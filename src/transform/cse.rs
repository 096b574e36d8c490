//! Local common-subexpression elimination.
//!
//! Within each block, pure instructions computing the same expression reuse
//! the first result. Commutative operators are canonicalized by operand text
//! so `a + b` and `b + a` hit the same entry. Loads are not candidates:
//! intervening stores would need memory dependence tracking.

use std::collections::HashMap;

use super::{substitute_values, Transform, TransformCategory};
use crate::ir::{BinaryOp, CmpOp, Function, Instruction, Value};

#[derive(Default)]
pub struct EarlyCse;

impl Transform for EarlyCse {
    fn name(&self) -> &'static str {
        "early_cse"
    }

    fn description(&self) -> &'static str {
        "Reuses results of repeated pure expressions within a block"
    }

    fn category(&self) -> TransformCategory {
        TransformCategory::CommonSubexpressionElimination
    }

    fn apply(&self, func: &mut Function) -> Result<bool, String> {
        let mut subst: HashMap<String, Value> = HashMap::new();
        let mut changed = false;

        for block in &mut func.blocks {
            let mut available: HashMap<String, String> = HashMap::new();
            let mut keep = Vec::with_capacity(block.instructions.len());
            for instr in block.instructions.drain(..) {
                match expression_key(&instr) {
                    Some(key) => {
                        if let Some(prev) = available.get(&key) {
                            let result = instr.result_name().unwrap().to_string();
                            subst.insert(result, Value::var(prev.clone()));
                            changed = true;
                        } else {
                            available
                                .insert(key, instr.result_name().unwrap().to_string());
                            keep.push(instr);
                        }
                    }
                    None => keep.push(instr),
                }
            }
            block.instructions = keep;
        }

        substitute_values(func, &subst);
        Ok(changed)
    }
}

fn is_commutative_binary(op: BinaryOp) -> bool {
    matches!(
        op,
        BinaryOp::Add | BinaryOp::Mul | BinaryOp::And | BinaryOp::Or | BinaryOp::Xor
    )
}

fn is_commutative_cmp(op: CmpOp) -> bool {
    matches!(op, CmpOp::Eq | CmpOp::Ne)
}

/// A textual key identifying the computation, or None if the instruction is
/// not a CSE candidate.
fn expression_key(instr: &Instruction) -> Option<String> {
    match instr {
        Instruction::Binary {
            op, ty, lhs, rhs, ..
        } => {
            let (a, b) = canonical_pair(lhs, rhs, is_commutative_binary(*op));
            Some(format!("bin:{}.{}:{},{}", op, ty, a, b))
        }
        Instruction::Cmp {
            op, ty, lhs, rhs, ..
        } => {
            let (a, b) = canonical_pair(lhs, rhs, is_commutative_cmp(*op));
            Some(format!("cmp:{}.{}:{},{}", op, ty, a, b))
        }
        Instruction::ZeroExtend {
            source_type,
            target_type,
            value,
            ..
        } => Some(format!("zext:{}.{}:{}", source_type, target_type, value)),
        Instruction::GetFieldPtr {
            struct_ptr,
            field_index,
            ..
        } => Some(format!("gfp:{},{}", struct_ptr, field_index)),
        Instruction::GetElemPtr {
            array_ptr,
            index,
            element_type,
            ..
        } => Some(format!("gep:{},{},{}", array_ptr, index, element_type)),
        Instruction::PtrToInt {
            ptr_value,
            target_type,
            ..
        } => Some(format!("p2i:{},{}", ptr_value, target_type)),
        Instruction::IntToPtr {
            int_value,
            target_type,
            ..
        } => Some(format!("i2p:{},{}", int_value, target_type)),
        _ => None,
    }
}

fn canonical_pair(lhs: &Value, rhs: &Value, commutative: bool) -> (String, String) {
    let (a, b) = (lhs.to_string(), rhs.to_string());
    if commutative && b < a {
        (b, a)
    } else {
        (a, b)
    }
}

++++++++++

All lines that include the word "pure" must be copied from the material above.

_Solution to the exercise_
//! Within each block, pure instructions computing the same expression reuse
        "Reuses results of repeated pure expressions within a block"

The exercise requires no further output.